File names/directory names should NOT contain unusual characters, for example: spaces * , / \ + ! ( ) ~ $
. These characters are OK: . - _
cd
- change directory (directory = folder)
ls
- list files in current directory
ls -l
- list files, including their size and date stamp
ls -lrt
- list files, including their size and date stamp, and sort in reverse temporal order
..
- the directory above the current one
.
- the current directory
*
- one or more wild-card characters
?
- a single wild-card character
/
- use / to string together longer directory paths
mkdir
- make new directory - specify the name of the new directory (e.g. mkdir newDirectoryName
)
rm
- remove a file or files
rmdir
remove a directory (only works if it's empty)
rm -r directoryName
- removes a directory and ALL of its contents (-r = recursive)
pwd
- show working directory
more file.txt
view a text file page-by-page. Use the space bar to see the next page, the return key to see just one more line, or the q
key to quit looking at the file. (cat
and less
also let you look through files)
head file.txt
or tail file.txt
– show the first few or last few lines in a file. The default is 10 lines: to see 20 lines, for example, do this: head -20 file.txt
ctrl-c
- interrupt/cancel a command that's running
list all files with names ending in .bam
in the current directory: ls *.bam
list all files with names starting with Sample
and ending in .bam
in the current directory: ls Sample*.bam
list all files in a subdirectory of current directory: ls tetrahymena/annotations
list all bam files, in annotations folder which is a subdirectory of the tetrahymena folder: ls tetrahymena/annotations/*.bam
or, if tetrahymena is a directory above the current directory: ls ../tetrahymena/annotations/*.bam
change working directory to the home directory: cd
change working directory to the folder above the current one: cd ..
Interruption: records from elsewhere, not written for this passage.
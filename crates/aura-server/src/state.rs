//! Shared application state.

use aura_core::BriefingRules;

use crate::config::Config;

/// Read-only state handed to every handler.
pub struct AppState {
    config: Config,
    rules: BriefingRules,
}

impl AppState {
    pub fn new(config: Config) -> Self {
        let rules = config.rules();
        Self { config, rules }
    }

    pub fn config(&self) -> &Config {
        &self.config
    }

    pub fn rules(&self) -> &BriefingRules {
        &self.rules
    }
}
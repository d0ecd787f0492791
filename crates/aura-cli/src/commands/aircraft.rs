use std::fmt::Write;

use aura_core::{AIRCRAFT_PROFILES, DEFAULT_AIRCRAFT};

/// Table of supported aircraft profiles.
pub fn run() -> String {
    let mut out = String::new();
    let _ = writeln!(out, "{:<6} {:<14} {:>8} {:>10}", "CODE", "NAME", "TAS (kt)", "BURN");
    for profile in &AIRCRAFT_PROFILES {
        let marker = if profile.code == DEFAULT_AIRCRAFT { " (default)" } else { "" };
        let _ = writeln!(
            out,
            "{:<6} {:<14} {:>8.0} {:>6.0} {}{}",
            profile.code, profile.name, profile.cruise_tas_kt, profile.fuel_burn_per_hour, profile.fuel_unit, marker
        );
    }
    out
}
//! Tunables for briefing assembly.

use serde::{Deserialize, Serialize};

use crate::geodesic::MAX_ARC_SAMPLES;
use crate::performance::DEFAULT_AIRCRAFT;

/// Configuration for briefing assembly.
#[derive(Debug, Clone, Serialize, Deserialize)]
pub struct BriefingRules {
    /// Great-circle samples per route segment
    pub arc_samples: usize,
    /// Upper bound applied to any requested sample count
    pub max_arc_samples: usize,
    /// Position of the direction arrow along each segment (0 = start, 1 = end)
    pub arrow_fraction: f64,
    /// Aircraft type used when none is selected
    pub default_aircraft: String,
}

impl Default for BriefingRules {
    fn default() -> Self {
        Self {
            arc_samples: 64,
            max_arc_samples: MAX_ARC_SAMPLES,
            arrow_fraction: 0.75,
            default_aircraft: DEFAULT_AIRCRAFT.to_string(),
        }
    }
}

impl BriefingRules {
    /// Clamp a requested sample count into `1..=max_arc_samples`.
    pub fn clamp_samples(&self, requested: usize) -> usize {
        let max = self.max_arc_samples.clamp(1, MAX_ARC_SAMPLES);
        requested.clamp(1, max)
    }
}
change working directory to the tetrahymena/annotations dir: cd tetrahymena/annotations
use the resize
command, if you resize the window after logging in and things look odd
Examples:
mv oldfilename.txt newfilename.txt
- rename a filemv file1.txt file2.txt my_folder_to_move my_destination_folder
- move one or more files into a folder
mv
can be a bit confusing, as it can move files OR rename them, depending on how you use it:
- If the last part of the command is the name of an existing folder (e.g.
my_destination_folder
in the second example above),mv
will move any other files/folders specified in the command into that folder. - If the last part of the command doesn't yet exist (e.g.
newfilename.txt
in the first example above)mv
will rename the file
Examples:
cp oldfilename.txt newfilename.txt
- make a new copy of the file, with a different namecp oldfilename.txt my_destination_folder
- make a new copy of the file, within a different folder (if you don't specify a file name within that folder, the new file will have the same file name as the original)
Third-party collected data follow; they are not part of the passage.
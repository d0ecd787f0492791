//! Subcommand implementations. Each returns the text to print.

pub mod aircraft;
pub mod arc;
pub mod brief;
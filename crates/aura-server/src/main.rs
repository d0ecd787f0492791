//! Briefing server - route weather, great-circle geometry and performance over HTTP

use anyhow::Result;
use std::net::SocketAddr;
use std::sync::Arc;
use tower_http::cors::CorsLayer;
use tower_http::trace::TraceLayer;
use tracing_subscriber::{layer::SubscriberExt, util::SubscriberInitExt};

use aura_server::api;
use aura_server::config::Config;
use aura_server::state::AppState;

#[tokio::main]
async fn main() -> Result<()> {
    // Initialize tracing
    tracing_subscriber::registry()
        .with(tracing_subscriber::fmt::layer())
        .with(tracing_subscriber::EnvFilter::from_default_env()
            .add_directive("aura_server=debug".parse()?))
        .init();

    tracing::info!("Starting briefing server...");

    let config = Config::from_env();
    let port = config.server_port;
    tracing::info!(
        arc_samples = config.arc_samples,
        max_arc_samples = config.max_arc_samples,
        default_aircraft = %config.default_aircraft,
        body_limit_bytes = config.body_limit_bytes,
        "configuration loaded"
    );

    let mut app = api::routes(&config)
        .with_state(Arc::new(AppState::new(config.clone())))
        .layer(TraceLayer::new_for_http());
    if config.cors_permissive {
        app = app.layer(CorsLayer::permissive());
    }

    // Run server
    let addr = SocketAddr::from(([0, 0, 0, 0], port));
    tracing::info!("Listening on {}", addr);

    let listener = tokio::net::TcpListener::bind(addr).await?;
    axum::serve(listener, app).await?;

    Ok(())
}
Many commands have options that change their behavior. A google search can tell you more, especially if you include the word man
(for manual) and unix
or linux
in your search terms (e.g. search with man ls unix
).
A typical way to add an option is with the -
sign, e.g. ls -l
.
You can specify multiple options, e.g. ls -l -r -t
.
For options specified using a single letter, you can also combine them, e.g. ls -l -r -t
can also be written ls -lrt
Some options have a long form and a short form, and the long form is often specified with two -
signs, e.g. ls -t
is the same as ls --time
.
The "path" to a file means the file name plus its location on the file server.
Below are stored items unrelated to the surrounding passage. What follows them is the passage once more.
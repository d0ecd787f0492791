//! Map overlay data for a briefed route: arc polylines, direction arrows and
//! airport markers.

use serde::Serialize;

use crate::geodesic::{build_great_circle, split_at_antimeridian};
use crate::models::{FlightCategory, GeoPoint, RouteLeg};

/// Drawable geometry between two consecutive positioned stops.
#[derive(Debug, Clone, PartialEq, Serialize)]
pub struct RouteSegment {
    pub from_icao: String,
    pub to_icao: String,
    pub from: GeoPoint,
    pub to: GeoPoint,
    /// Antimeridian-safe polylines making up the arc.
    pub paths: Vec<Vec<GeoPoint>>,
    /// Where to place the direction arrow.
    pub arrow: GeoPoint,
}

#[derive(Debug, Clone, Copy, PartialEq, Eq, Serialize)]
#[serde(tag = "kind", rename_all = "snake_case")]
pub enum MarkerRole {
    Departure,
    Stop { number: usize },
    Arrival,
}

#[derive(Debug, Clone, PartialEq, Serialize)]
pub struct RouteMarker {
    pub icao: String,
    pub position: GeoPoint,
    pub role: MarkerRole,
    pub label: String,
    pub category: FlightCategory,
}

/// Build the polylines for the whole route.
///
/// Stops without a position are left out and their neighbours joined
/// directly, so the drawn route stays connected.
pub fn route_geometry(legs: &[RouteLeg], sample_count: usize, arrow_fraction: f64) -> Vec<RouteSegment> {
    let positioned: Vec<(&RouteLeg, GeoPoint)> = legs
        .iter()
        .filter_map(|leg| leg.position.map(|position| (leg, position)))
        .collect();

    positioned
        .windows(2)
        .map(|pair| {
            let (from_leg, from) = pair[0];
            let (to_leg, to) = pair[1];
            let arc = build_great_circle(from, to, sample_count);
            RouteSegment {
                from_icao: from_leg.icao.clone(),
                to_icao: to_leg.icao.clone(),
                from,
                to,
                paths: split_at_antimeridian(&arc),
                arrow: interpolate_linear(from, to, arrow_fraction),
            }
        })
        .collect()
}

/// Straight lat/lon interpolation, used for marker placement only.
fn interpolate_linear(from: GeoPoint, to: GeoPoint, fraction: f64) -> GeoPoint {
    let f = fraction.clamp(0.0, 1.0);
    GeoPoint::new(
        from.lat + (to.lat - from.lat) * f,
        from.lon + (to.lon - from.lon) * f,
    )
}

/// One marker per positioned stop. Roles follow each stop's place in the
/// full route, including stops that have no position.
pub fn route_markers(legs: &[RouteLeg]) -> Vec<RouteMarker> {
    let last = legs.len().saturating_sub(1);
    legs.iter()
        .enumerate()
        .filter_map(|(index, leg)| {
            let position = leg.position?;
            let role = if index == 0 {
                MarkerRole::Departure
            } else if index == last {
                MarkerRole::Arrival
            } else {
                MarkerRole::Stop { number: index + 1 }
            };
            let label = match role {
                MarkerRole::Departure => "D".to_string(),
                MarkerRole::Arrival => "A".to_string(),
                MarkerRole::Stop { number } => number.to_string(),
            };
            Some(RouteMarker {
                icao: leg.icao.clone(),
                position,
                role,
                label,
                category: leg.category,
            })
        })
        .collect()
}

#[cfg(test)]
mod tests {
    use super::*;

    fn positioned(icao: &str, lat: f64, lon: f64) -> RouteLeg {
        RouteLeg::new(icao).with_position(GeoPoint::new(lat, lon))
    }

    #[test]
    fn geometry_joins_positioned_neighbours() {
        let legs = vec![
            positioned("KRIC", 37.5052, -77.3197),
            RouteLeg::new("KXXX"),
            positioned("KJFK", 40.6398, -73.7789),
            positioned("KORD", 41.9786, -87.9048),
        ];
        let segments = route_geometry(&legs, 16, 0.75);
        assert_eq!(segments.len(), 2);
        assert_eq!(segments[0].from_icao, "KRIC");
        assert_eq!(segments[0].to_icao, "KJFK");
        assert_eq!(segments[0].paths.len(), 1);
        assert_eq!(segments[0].paths[0].len(), 17);
    }

    #[test]
    fn arrow_sits_three_quarters_along() {
        let legs = vec![positioned("AAAA", 0.0, 0.0), positioned("BBBB", 4.0, 8.0)];
        let segments = route_geometry(&legs, 4, 0.75);
        assert_eq!(segments[0].arrow, GeoPoint::new(3.0, 6.0));
    }

    #[test]
    fn date_line_segment_is_split() {
        let legs = vec![positioned("RJTT", 35.5494, 139.7798), positioned("KSFO", 37.6213, -122.3790)];
        let segments = route_geometry(&legs, 64, 0.75);
        assert_eq!(segments[0].paths.len(), 2);
    }

    #[test]
    fn marker_roles_follow_route_index() {
        let legs = vec![
            positioned("KRIC", 37.5, -77.3),
            RouteLeg::new("KXXX"),
            positioned("KJFK", 40.6, -73.8),
            positioned("KORD", 41.9, -87.9),
        ];
        let markers = route_markers(&legs);
        assert_eq!(markers.len(), 3);
        assert_eq!(markers[0].role, MarkerRole::Departure);
        assert_eq!(markers[0].label, "D");
        assert_eq!(markers[1].role, MarkerRole::Stop { number: 3 });
        assert_eq!(markers[1].label, "3");
        assert_eq!(markers[2].role, MarkerRole::Arrival);
        assert_eq!(markers[2].label, "A");
    }

    #[test]
    fn single_stop_is_departure() {
        let markers = route_markers(&[positioned("KRIC", 37.5, -77.3)]);
        assert_eq!(markers[0].role, MarkerRole::Departure);
        assert!(route_geometry(&[positioned("KRIC", 37.5, -77.3)], 8, 0.75).is_empty());
    }
}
A "relative path" means the path relative to your current working directory (e.g. ../tetrahymena/annotations
would mean something different when you're working in different directories).
An "absolute path" starts with the /
character, and specifies a file's location beginning from the very top level of the computer's directory structure. Absolute paths are useful as you can use the same path no matter what your working directory is.
Sometimes, especially if we are working with large files, we don't want to copy a file to a second location, but we do want to make a link (=alias) so that it's easy to access.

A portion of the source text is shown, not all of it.